# Greetings All From Across The Pond...



## RobG (Feb 15, 2005)

Hello all, just signed up here. I've been lurking around for a while though. Looking forward to sharing with all. I've been managing this addiction for a few years now and have narrowed it down to mainly the vintage Seikos, as they seem to give me the most bang for the buck. Again, greetings all and good TIMES...


----------



## Roy (Feb 23, 2003)

Welcome Rob, we have many Seiko lovers here.


----------



## RobG (Feb 15, 2005)

Roy said:


> Welcome Rob, we have many Seiko lovers here.
> 
> 
> 
> ...


Thanks Roy, my compliments on the forum, quite informative.


----------



## vic.wootton (Mar 28, 2004)

Welcome Rob, you've come to the right place to see some vintage seikos


----------



## MarkF (Jul 5, 2003)

RobG said:


> Hello all, just signed up here. I've been lurking around for a while though. Looking forward to sharing with all. I've been managing this addiction for a few years now and have narrowed it down to mainly the vintage Seikos, as they seem to give me the most bang for the buck. Again, greetings all and good TIMES...
> 
> 
> 
> ...


Hi Rob,

Welcome, you are right, Seiko are great value. Got some pics?


----------



## Stan (Aug 7, 2003)

Hi Rob,

Glad to have you with us mate.


----------



## RobG (Feb 15, 2005)

Thanks guys, still trying to get some pics posted. I'll give it another go...


----------



## pauluspaolo (Feb 24, 2003)

Hi Rob,

Welcome to the forum. I'm a big Seiko fan too (both vintage and modern) - I have my 7002 150m diver on right now


----------



## MIKE (Feb 23, 2003)

Hi Rob,

And welcome to the Forum from me









MIKE..


----------



## K.I.T.T. (Sep 5, 2003)

Welcome Rob... Like Paul I'm wearing a Seiko diver except mine is a very battered 6309-7290























There are a lot of Seikoholics around here























Mike


----------



## jasonm (Nov 22, 2003)

Cant have too many Seikoholics here







Bring 'em on!!

Welcome....


----------



## mach 0.0013137 (Jan 10, 2005)

Hello and welcome Rob, is there a particular style of Seiko you like eg divers or chronographs or are your interests more general?

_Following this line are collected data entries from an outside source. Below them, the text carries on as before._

//! Tiled probability assembly.
//!
//! The oracle never sees the whole raster at once: the assembler partitions
//! the extent into a row-major grid of fixed-size tiles, gathers each
//! tile's factor sub-window into a [`FeatureBatch`], invokes the oracle
//! once per tile, and stitches the per-tile surfaces into one full-extent
//! probability grid. This bounds oracle memory and throughput on large
//! study areas.
//!
//! The last tile of each row and column is clipped to the remaining extent,
//! never padded: the oracle's internal neighborhood logic is
//! shape-sensitive, so the dimensions it receives are the actual clipped
//! ones. Tiles carry no state across one assembly call and have no data
//! dependency on each other, so they are predicted in parallel; collecting
//! the parallel iterator is the synchronization barrier before any caller
//! reads the stitched surface.
//!
//! The assembled surface is a snapshot of the factor stack alone -- the
//! oracle observes driver factors, never the current urban mask.

use rayon::prelude::*;
use sprawl_raster::{NormalizedFactorStack, RasterError, RasterGrid};
use sprawl_types::{GridShape, TileRect};

use crate::oracle::{FeatureBatch, OracleError, UrbanizationOracle};

/// Errors that can occur during probability assembly.
#[derive(Debug, thiserror::Error)]
pub enum AssemblyError {
    /// The oracle invocation for a tile failed.
    #[error("oracle invocation failed for tile {tile}: {source}")]
    Oracle {
        /// The tile whose prediction failed.
        tile: TileRect,
        /// The underlying oracle error.
        source: OracleError,
    },

    /// The oracle returned a surface of the wrong size for a tile.
    #[error("oracle returned {found} values for tile {tile} ({expected} cells)")]
    SurfaceShape {
        /// The offending tile.
        tile: TileRect,
        /// Expected cell count.
        expected: usize,
        /// Number of values actually returned.
        found: usize,
    },

    /// A raster operation failed while stitching.
    #[error("raster error during assembly: {source}")]
    Raster {
        /// The underlying raster error.
        #[from]
        source: RasterError,
    },
}

/// Partitions the study area into tiles and assembles oracle output.
#[derive(Debug, Clone, Copy)]
pub struct TiledProbabilityAssembler {
    /// Nominal tile side length in cells; final tiles are clipped.
    tile_size: usize,
}

impl TiledProbabilityAssembler {
    /// Create an assembler with the given nominal tile size.
    ///
    /// A size of zero is treated as one to keep the partition well-formed;
    /// configuration validation rejects zero before it gets here.
    pub const fn new(tile_size: usize) -> Self {
        Self {
            tile_size: if tile_size == 0 { 1 } else { tile_size },
        }
    }

    /// The nominal tile side length.
    pub const fn tile_size(&self) -> usize {
        self.tile_size
    }

    /// Partition an extent into row-major tiles with clipped remainders.
    ///
    /// Every cell belongs to exactly one tile: offsets advance by the
    /// nominal size and each tile's dimensions shrink to whatever extent
    /// remains.
    pub fn tiles(&self, shape: GridShape) -> Vec<TileRect> {
        let mut tiles = Vec::new();
        for row_offset in (0..shape.rows).step_by(self.tile_size) {
            let height = self.tile_size.min(shape.rows.saturating_sub(row_offset));
            for col_offset in (0..shape.cols).step_by(self.tile_size) {
                let width = self.tile_size.min(shape.cols.saturating_sub(col_offset));
                tiles.push(TileRect::new(row_offset, col_offset, height, width));
            }
        }
        tiles
    }

    /// Assemble the full-extent probability surface.
    ///
    /// Tiles are predicted concurrently; the collected result vector is the
    /// barrier that guarantees every tile is finished before stitching.
    ///
    /// # Errors
    ///
    /// Returns [`AssemblyError::Oracle`] if any tile's prediction fails and
    /// [`AssemblyError::SurfaceShape`] if a tile surface has the wrong cell
    /// count.
    pub fn assemble(
        &self,
        stack: &NormalizedFactorStack,
        oracle: &dyn UrbanizationOracle,
    ) -> Result<RasterGrid, AssemblyError> {
        let shape = stack.shape();
        let tiles = self.tiles(shape);

        let predicted: Vec<(TileRect, Vec<f32>)> = tiles
            .par_iter()
            .map(|&tile| {
                let batch = gather_features(stack, tile);
                let surface = oracle
                    .predict(&batch)
                    .map_err(|source| AssemblyError::Oracle { tile, source })?;
                if surface.len() != tile.cell_count() {
                    return Err(AssemblyError::SurfaceShape {
                        tile,
                        expected: tile.cell_count(),
                        found: surface.len(),
                    });
                }
                Ok((tile, surface))
            })
            .collect::<Result<_, AssemblyError>>()?;

        let mut values = vec![0.0_f32; shape.cell_count()];
        for (tile, surface) in predicted {
            for (tile_row, row_values) in surface.chunks(tile.width.max(1)).enumerate() {
                let row = tile.row_offset.saturating_add(tile_row);
                for (tile_col, &probability) in row_values.iter().enumerate() {
                    let col = tile.col_offset.saturating_add(tile_col);
                    if let Some(idx) = shape.index_of(row, col)
                        && let Some(cell) = values.get_mut(idx)
                    {
                        *cell = probability;
                    }
                }
            }
        }
        Ok(RasterGrid::from_values(shape, values, None)?)
    }
}

/// Gather one tile's feature batch: per cell in row-major order, every
/// factor value in ascending factor-id order.
fn gather_features(stack: &NormalizedFactorStack, tile: TileRect) -> FeatureBatch {
    let factor_count = stack.factor_count();
    let mut features = Vec::with_capacity(tile.cell_count().saturating_mul(factor_count));
    for tile_row in 0..tile.height {
        let row = tile.row_offset.saturating_add(tile_row);
        for tile_col in 0..tile.width {
            let col = tile.col_offset.saturating_add(tile_col);
            for (_, layer) in stack.layers() {
                features.push(layer.value_at(row, col).unwrap_or(0.0));
            }
        }
    }
    FeatureBatch {
        features,
        factor_count,
        tile,
    }
}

I only have at present a 1970`s chronograph







not sure which model although it has 6138-3002 on the back and a modern SKX-007 diver







both bought from our genial host.


----------



## RobG (Feb 15, 2005)

Thanks for the welcome guys, i'll post some pics soon hopefully, gotta get some image hosting.

Thanks Mach, I was stuck on bell-matics for a while, got enough of those to satsify me for a while. Now i'm tinkering with some of the older divers, 6309's, 6105's, and a couple of 7002's. Just finished 2 of the 6309's, will post some pics soon. Couple of 6138,6139's on the bench too.







Basically if its a Seiko diver, I want it....









Regards and Thanks again all

RobG


----------



## mach 0.0013137 (Jan 10, 2005)

RobG said:


> Thanks for the welcome guys, i'll post some pics soon hopefully, gotta get some image hosting.
> 
> Thanks Mach, I was stuck on bell-matics for a while, got enough of those to satsify me for a while. Now i'm tinkering with some of the older divers, 6309's, 6105's, and a couple of 7002's. Just finished 2 of the 6309's, will post some pics soon. Couple of 6138,6139's on the bench too.
> 
> ...


you should get on with Hakim then who seems to be trying to get an example of every Seiko Diver ever made as far as I can tell


----------



## Mrcrowley (Apr 23, 2003)

Hi Rob & welcome.

These are the only 2 Seikos I have at present.


----------



## RobG (Feb 15, 2005)

You gotta love that landmaster, very sharp.

I finaly got some image hosting set up, lets see if its working.

This is a 6309 that I just finished resurecting, wish i would have taken some before pics but believe me it was in rough shape. Only able to get a wrist shot for now, can bring myself to take it off.









Host

Hope the pic turns out, thanks for looking. RobG


----------



## Stan (Aug 7, 2003)

Link worked Rob.!









Thanks for that mate.


----------



## RobG (Feb 15, 2005)

Stan said:


> Link worked Rob.!
> 
> 
> 
> ...


Cool beans, thanks...


----------



## adrian (May 23, 2004)

Welcome to the foum, Rob.


----------